(Items from a dataset)
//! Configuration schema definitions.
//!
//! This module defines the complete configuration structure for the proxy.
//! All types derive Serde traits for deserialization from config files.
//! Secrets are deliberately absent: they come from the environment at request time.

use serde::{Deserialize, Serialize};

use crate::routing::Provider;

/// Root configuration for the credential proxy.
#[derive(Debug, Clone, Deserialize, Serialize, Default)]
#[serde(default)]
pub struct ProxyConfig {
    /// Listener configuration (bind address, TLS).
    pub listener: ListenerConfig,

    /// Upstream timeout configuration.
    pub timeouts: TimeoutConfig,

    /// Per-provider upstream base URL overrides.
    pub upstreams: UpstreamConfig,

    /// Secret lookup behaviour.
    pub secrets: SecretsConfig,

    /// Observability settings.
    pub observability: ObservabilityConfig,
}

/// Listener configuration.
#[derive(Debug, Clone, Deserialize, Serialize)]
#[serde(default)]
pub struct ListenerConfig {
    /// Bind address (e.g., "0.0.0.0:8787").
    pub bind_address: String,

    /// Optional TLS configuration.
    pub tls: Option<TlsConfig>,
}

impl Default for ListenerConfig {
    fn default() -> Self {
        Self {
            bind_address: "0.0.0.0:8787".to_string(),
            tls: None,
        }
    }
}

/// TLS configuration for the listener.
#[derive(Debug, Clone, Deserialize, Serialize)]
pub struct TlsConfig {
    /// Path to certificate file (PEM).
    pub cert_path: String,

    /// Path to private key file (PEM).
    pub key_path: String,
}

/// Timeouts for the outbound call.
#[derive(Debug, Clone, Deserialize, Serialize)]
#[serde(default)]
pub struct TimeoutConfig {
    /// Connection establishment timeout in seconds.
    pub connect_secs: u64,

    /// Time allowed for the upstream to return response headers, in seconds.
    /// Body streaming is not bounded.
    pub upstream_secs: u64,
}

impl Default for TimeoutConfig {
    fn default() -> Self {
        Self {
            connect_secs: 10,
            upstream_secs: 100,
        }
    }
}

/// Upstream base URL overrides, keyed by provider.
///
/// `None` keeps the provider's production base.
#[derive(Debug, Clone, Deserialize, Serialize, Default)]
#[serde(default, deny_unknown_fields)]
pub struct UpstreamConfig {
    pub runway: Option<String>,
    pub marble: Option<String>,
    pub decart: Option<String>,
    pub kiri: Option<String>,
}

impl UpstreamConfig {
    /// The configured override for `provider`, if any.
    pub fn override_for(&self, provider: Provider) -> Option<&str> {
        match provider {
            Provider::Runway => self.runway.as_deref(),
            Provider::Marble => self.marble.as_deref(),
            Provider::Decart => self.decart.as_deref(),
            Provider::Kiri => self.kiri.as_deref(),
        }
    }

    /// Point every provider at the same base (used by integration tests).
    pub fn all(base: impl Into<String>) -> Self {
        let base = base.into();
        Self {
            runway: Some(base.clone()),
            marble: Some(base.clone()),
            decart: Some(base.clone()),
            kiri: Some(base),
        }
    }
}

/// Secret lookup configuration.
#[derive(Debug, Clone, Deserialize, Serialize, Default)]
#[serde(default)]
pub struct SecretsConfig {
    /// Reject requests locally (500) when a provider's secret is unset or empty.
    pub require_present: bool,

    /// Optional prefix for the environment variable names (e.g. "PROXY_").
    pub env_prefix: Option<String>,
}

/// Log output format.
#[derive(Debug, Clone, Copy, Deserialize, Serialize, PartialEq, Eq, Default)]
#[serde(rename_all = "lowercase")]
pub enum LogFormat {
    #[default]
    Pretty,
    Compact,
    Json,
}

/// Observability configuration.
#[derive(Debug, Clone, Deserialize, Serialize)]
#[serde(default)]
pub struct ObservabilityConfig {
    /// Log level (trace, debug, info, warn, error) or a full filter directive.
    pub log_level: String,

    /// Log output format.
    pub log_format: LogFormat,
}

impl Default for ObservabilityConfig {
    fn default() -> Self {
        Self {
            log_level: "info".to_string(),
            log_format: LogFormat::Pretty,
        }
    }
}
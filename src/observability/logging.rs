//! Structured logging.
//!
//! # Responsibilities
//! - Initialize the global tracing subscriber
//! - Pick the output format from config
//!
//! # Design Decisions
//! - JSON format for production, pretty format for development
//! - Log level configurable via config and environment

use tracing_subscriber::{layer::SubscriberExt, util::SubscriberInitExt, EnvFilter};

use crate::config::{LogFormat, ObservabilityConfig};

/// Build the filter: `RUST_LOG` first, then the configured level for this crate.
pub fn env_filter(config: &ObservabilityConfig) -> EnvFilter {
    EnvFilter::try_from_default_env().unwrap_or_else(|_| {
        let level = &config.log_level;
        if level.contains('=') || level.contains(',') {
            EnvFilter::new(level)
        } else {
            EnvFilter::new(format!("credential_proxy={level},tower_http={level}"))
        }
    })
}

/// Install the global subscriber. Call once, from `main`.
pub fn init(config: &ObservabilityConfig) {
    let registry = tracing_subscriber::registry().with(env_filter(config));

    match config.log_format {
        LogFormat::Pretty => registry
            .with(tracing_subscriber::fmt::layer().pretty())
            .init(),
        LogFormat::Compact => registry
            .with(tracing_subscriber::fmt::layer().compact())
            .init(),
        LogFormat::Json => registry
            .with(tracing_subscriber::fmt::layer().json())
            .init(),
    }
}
--
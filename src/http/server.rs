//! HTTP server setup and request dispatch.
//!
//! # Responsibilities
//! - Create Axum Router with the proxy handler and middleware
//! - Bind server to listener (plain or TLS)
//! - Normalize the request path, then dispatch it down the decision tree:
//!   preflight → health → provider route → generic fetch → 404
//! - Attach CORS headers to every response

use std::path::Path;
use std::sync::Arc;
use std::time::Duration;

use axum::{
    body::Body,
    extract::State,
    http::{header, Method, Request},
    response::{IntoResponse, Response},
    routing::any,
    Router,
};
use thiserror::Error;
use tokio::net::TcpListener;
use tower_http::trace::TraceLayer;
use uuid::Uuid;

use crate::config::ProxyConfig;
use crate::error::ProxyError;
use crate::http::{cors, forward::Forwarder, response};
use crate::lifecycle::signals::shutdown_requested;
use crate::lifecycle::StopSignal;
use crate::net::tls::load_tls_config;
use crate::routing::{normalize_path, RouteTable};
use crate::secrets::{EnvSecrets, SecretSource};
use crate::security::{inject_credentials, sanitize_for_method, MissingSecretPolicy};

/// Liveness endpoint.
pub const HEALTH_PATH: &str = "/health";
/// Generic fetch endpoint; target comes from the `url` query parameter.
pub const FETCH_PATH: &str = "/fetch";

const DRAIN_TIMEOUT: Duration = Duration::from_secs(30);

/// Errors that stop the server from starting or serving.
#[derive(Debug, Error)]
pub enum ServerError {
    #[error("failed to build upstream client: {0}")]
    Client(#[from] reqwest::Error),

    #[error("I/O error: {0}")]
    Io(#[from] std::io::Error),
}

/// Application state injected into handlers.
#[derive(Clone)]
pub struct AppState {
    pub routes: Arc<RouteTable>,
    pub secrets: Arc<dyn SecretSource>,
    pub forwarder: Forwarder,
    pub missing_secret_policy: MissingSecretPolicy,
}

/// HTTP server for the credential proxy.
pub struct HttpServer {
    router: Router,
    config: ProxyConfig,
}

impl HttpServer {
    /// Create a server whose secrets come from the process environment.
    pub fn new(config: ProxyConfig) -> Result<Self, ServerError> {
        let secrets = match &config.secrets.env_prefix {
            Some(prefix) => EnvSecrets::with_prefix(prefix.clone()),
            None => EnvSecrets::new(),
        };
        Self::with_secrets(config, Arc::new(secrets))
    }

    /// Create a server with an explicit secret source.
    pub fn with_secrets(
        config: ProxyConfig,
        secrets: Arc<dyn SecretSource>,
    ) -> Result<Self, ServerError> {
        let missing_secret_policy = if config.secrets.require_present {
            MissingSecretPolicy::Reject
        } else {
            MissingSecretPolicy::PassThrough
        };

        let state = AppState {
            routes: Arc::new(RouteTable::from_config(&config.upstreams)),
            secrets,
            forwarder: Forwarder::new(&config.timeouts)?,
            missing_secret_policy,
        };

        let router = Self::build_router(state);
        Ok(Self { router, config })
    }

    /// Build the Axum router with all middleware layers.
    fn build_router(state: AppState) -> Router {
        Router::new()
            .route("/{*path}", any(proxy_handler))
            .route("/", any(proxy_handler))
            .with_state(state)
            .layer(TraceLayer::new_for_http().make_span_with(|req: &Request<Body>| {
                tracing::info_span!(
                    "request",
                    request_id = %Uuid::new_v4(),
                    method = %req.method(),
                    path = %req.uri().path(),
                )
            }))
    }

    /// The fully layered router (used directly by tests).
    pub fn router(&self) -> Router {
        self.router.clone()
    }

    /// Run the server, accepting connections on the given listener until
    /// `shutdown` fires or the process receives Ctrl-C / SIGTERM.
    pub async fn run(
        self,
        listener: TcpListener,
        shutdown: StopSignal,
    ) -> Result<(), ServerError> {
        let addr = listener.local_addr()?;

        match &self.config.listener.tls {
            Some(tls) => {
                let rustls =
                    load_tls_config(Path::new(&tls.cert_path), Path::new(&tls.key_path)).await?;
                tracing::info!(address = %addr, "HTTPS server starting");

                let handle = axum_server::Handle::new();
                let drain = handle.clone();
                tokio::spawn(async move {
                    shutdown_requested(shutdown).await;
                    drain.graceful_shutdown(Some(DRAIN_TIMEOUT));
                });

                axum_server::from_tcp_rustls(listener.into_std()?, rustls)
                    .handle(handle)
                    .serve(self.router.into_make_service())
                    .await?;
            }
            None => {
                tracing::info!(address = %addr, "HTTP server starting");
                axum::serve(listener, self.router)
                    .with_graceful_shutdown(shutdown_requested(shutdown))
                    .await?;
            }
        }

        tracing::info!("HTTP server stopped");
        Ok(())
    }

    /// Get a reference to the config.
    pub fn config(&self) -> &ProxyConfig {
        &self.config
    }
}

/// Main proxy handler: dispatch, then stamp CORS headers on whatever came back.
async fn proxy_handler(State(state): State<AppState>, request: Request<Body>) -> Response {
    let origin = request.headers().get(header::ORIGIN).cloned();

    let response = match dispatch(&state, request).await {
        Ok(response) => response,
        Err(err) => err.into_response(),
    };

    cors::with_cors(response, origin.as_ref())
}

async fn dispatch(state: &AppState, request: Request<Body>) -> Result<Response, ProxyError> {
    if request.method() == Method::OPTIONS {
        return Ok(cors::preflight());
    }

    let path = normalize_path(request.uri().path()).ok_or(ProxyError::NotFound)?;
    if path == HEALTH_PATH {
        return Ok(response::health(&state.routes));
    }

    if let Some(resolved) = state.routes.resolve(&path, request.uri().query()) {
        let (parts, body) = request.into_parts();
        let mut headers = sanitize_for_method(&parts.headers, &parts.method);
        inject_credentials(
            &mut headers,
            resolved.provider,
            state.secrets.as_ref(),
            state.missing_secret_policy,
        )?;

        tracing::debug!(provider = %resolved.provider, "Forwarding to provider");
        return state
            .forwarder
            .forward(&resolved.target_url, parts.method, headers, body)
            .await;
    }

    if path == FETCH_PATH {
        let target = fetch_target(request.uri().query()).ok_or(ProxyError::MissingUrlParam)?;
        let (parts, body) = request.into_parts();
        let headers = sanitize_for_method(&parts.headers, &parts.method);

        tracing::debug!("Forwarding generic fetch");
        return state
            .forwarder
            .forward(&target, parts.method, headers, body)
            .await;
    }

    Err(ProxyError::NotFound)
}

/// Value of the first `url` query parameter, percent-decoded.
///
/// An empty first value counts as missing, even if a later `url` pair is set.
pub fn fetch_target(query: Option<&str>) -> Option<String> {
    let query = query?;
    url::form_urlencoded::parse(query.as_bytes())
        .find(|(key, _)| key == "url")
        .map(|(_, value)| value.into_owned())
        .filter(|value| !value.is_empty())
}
--
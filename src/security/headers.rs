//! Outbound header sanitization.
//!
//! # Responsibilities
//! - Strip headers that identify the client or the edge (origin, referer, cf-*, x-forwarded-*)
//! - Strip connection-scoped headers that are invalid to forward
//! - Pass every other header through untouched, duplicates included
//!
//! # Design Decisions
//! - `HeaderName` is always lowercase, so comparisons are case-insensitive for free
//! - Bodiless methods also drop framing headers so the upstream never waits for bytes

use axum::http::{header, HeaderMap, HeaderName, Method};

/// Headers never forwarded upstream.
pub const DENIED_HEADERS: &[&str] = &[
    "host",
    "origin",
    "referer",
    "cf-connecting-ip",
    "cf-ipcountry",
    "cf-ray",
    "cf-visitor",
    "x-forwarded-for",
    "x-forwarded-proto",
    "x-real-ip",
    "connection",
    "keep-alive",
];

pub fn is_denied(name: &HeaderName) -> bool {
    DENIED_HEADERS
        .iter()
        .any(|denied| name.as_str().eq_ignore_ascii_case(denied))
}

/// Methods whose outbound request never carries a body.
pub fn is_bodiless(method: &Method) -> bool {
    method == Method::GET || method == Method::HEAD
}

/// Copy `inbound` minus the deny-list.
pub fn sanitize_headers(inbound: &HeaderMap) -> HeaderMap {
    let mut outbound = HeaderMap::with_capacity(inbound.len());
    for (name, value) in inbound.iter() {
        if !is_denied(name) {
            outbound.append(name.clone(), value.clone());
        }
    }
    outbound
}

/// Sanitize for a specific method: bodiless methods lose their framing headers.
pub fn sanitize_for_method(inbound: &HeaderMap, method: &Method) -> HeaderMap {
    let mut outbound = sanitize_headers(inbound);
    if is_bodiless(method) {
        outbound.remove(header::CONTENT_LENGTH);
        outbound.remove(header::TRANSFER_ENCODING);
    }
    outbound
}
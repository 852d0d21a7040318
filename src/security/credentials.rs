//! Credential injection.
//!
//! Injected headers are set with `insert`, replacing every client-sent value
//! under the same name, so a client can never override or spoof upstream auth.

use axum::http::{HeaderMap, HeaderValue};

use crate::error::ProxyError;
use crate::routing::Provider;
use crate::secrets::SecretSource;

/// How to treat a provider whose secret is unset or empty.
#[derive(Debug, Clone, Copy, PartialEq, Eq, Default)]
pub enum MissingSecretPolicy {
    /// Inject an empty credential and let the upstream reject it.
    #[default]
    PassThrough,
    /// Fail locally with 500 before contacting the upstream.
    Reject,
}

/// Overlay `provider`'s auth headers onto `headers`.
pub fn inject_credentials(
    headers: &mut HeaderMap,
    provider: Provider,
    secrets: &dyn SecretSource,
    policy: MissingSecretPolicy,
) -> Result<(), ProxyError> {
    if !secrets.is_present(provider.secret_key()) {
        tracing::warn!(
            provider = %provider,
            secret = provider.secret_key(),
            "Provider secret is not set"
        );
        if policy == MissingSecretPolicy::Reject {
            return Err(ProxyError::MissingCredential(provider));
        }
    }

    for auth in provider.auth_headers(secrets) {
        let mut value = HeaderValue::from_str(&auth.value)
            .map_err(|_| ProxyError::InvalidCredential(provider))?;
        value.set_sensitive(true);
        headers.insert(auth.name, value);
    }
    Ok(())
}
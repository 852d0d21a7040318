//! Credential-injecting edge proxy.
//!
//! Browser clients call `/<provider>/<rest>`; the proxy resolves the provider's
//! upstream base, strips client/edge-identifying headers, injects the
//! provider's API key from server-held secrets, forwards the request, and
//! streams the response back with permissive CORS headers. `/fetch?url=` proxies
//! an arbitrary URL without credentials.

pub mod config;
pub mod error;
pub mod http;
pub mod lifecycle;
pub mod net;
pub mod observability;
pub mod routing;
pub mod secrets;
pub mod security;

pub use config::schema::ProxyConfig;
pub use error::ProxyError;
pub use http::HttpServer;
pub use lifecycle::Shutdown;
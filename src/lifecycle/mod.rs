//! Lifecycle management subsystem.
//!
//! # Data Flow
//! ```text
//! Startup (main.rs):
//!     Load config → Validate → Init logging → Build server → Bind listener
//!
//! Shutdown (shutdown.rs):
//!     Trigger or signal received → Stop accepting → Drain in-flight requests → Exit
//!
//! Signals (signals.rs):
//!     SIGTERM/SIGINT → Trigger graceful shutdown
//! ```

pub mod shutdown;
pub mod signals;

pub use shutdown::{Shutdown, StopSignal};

- _EXERCISE DETAILS_
Every line above that has the string "match" needs to be copied.

- _TASK RESPONSE_
        match provider {
    match config.log_format {
        let secrets = match &config.secrets.env_prefix {
        match &self.config.listener.tls {
    let response = match dispatch(&state, request).await {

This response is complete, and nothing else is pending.